The British government has already outlined plans to make sure that the country has extra 6 weeks of drug supplies in case of a no-deal Brexit. About three-quarters of the medicines used by the NHS comes through the European Union. With the global counterfeiting drug market being worth over $200 billion annually, it can have devastating consequences for patients. Police raids in 116 countries on October highlighted the problem as they netted over 500 tons of illegal pharmaceuticals available online including fake pain pills and cancer medications.

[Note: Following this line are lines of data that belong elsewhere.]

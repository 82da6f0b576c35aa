//! Audio I/O: WAV read/write, duration, resampling.

use anyhow::{Context, Result};
use hound::{SampleFormat, WavReader, WavSpec, WavWriter};
use std::path::Path;

/// Read a WAV file as mono f64 samples in [-1, 1].
///
/// Multi-channel input is mixed down by averaging each frame.
pub fn read_wav(path: &Path) -> Result<(Vec<f64>, u32)> {
    let reader = WavReader::open(path)
        .with_context(|| format!("Failed to open WAV file: {}", path.display()))?;

    let spec = reader.spec();
    let channels = spec.channels.max(1) as usize;

    let interleaved: Vec<f64> = match spec.sample_format {
        SampleFormat::Int => {
            let max_val = (1i64 << (spec.bits_per_sample - 1)) as f64;
            reader
                .into_samples::<i32>()
                .map(|s| s.map(|v| v as f64 / max_val))
                .collect::<std::result::Result<Vec<_>, _>>()
                .context("Failed to read WAV samples")?
        }
        SampleFormat::Float => reader
            .into_samples::<f32>()
            .map(|s| s.map(|v| v as f64))
            .collect::<std::result::Result<Vec<_>, _>>()
            .context("Failed to read WAV samples")?,
    };

    let mono = if channels == 1 {
        interleaved
    } else {
        interleaved
            .chunks(channels)
            .map(|frame| frame.iter().sum::<f64>() / frame.len() as f64)
            .collect()
    };

    Ok((mono, spec.sample_rate))
}

/// Write mono f64 samples as 16-bit PCM WAV, clipping to [-1, 1].
pub fn write_wav(path: &Path, samples: &[f64], sample_rate: u32) -> Result<()> {
    if let Some(parent) = path.parent() {
        std::fs::create_dir_all(parent)
            .with_context(|| format!("Failed to create directory: {}", parent.display()))?;
    }

    let spec = WavSpec {
        channels: 1,
        sample_rate,
        bits_per_sample: 16,
        sample_format: SampleFormat::Int,
    };

    let mut writer = WavWriter::create(path, spec)
        .with_context(|| format!("Failed to create WAV file: {}", path.display()))?;
    for &sample in samples {
        writer.write_sample((sample.clamp(-1.0, 1.0) * 32767.0) as i16)?;
    }
    writer.finalize().context("Failed to finalize WAV file")?;
    Ok(())
}

/// Duration of a WAV file in seconds, from its header.
pub fn wav_duration(path: &Path) -> Result<f64> {
    let reader = WavReader::open(path)
        .with_context(|| format!("Failed to open WAV file: {}", path.display()))?;
    let spec = reader.spec();
    // `duration()` counts frames, independent of channel count
    Ok(reader.duration() as f64 / spec.sample_rate as f64)
}

/// Resample mono audio with rubato's sinc resampler.
pub fn resample(samples: &[f64], from_sr: u32, to_sr: u32) -> Result<Vec<f64>> {
    if from_sr == to_sr || samples.is_empty() {
        return Ok(samples.to_vec());
    }

    use rubato::{
        Resampler, SincFixedIn, SincInterpolationParameters, SincInterpolationType,
        WindowFunction,
    };

    let params = SincInterpolationParameters {
        sinc_len: 256,
        f_cutoff: 0.95,
        interpolation: SincInterpolationType::Linear,
        oversampling_factor: 256,
        window: WindowFunction::BlackmanHarris2,
    };

    let ratio = to_sr as f64 / from_sr as f64;
    let mut resampler = SincFixedIn::<f64>::new(ratio, 1.0, params, samples.len(), 1)
        .context("Failed to build resampler")?;

    let input = vec![samples.to_vec()];
    let output = resampler.process(&input, None).context("Resampling failed")?;
    Ok(output.into_iter().next().unwrap_or_default())
}
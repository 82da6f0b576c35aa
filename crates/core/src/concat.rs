//! Lossless concatenation of scene segments.
//!
//! Segments are joined with the transcoder's concat demuxer and stream copy.
//! All inputs were normalized to the same format beforehand, so no
//! re-encoding is needed. The manifest lives only for the duration of the
//! transcoder call.

use std::io::Write;
use std::path::{Path, PathBuf};
use std::time::Duration;

use crate::error::PipelineError;
use crate::media::transcoder::Transcoder;

/// Build concat-demuxer manifest text: one `file '<abs path>'` per input.
pub fn concat_manifest(files: &[PathBuf]) -> std::io::Result<String> {
    let mut manifest = String::new();
    for file in files {
        let abs = absolute(file)?;
        // Inside single quotes, a literal ' is written as '\''
        let escaped = abs.to_string_lossy().replace('\'', "'\\''");
        manifest.push_str(&format!("file '{}'\n", escaped));
    }
    Ok(manifest)
}

fn absolute(path: &Path) -> std::io::Result<PathBuf> {
    match std::fs::canonicalize(path) {
        Ok(p) => Ok(p),
        Err(_) if path.is_absolute() => Ok(path.to_path_buf()),
        Err(_) => Ok(std::env::current_dir()?.join(path)),
    }
}

pub struct AudioConcatenator<'a> {
    transcoder: &'a dyn Transcoder,
    timeout: Duration,
}

impl<'a> AudioConcatenator<'a> {
    pub fn new(transcoder: &'a dyn Transcoder, timeout: Duration) -> Self {
        Self { transcoder, timeout }
    }

    /// Concatenate `files` in order into `output`.
    ///
    /// The manifest is written to `scratch_dir` and removed before this
    /// returns, whatever the outcome. Any transcoder failure is fatal.
    pub fn concat(
        &self,
        files: &[PathBuf],
        scratch_dir: &Path,
        output: &Path,
    ) -> Result<PathBuf, PipelineError> {
        if files.is_empty() {
            return Err(PipelineError::NoScenes);
        }

        let manifest_text = concat_manifest(files)?;
        let mut manifest = tempfile::Builder::new()
            .prefix("concat-")
            .suffix(".txt")
            .tempfile_in(scratch_dir)?;
        manifest.write_all(manifest_text.as_bytes())?;
        manifest.flush()?;
        log::debug!(
            "Concat manifest ({} entries): {}",
            files.len(),
            manifest.path().display()
        );

        let result = self.transcoder.concat(manifest.path(), output, self.timeout);

        let manifest_path = manifest.path().to_path_buf();
        if let Err(e) = manifest.close() {
            log::warn!("Could not remove {}: {}", manifest_path.display(), e);
        }

        match result {
            Ok(()) => {
                log::info!("Merged {} segments into {}", files.len(), output.display());
                Ok(output.to_path_buf())
            }
            Err(e) => {
                log::error!("Concatenation failed: {}", e);
                Err(PipelineError::Concat(e.to_string()))
            }
        }
    }
}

The Britain government has already made a stockpile of drugs for six extra weeks in case Britain leaves the European Union without a deal. However, the EU will be working with Theresa May to ensure a roundabout plan in place before March 29 in case of a no-deal Brexit scenario. The European Medicines Verification System, which will go live on Saturday, will enable dispensing pharmacies to scan each drug packet and link it to a database, thereby offering patients assurance about the authenticity of the product.
On Thursday, the European Union said that it would be working with Theresa May to find a solution to avoid disruption to the new system in case of a no-deal Brexit on March 29. The drugs sector is considered to be one of the most vulnerable sectors in case of a no-deal Brexit situation due to Britain’s dependence on the European Union for over three fourth quarters of its drug supply for the NHS.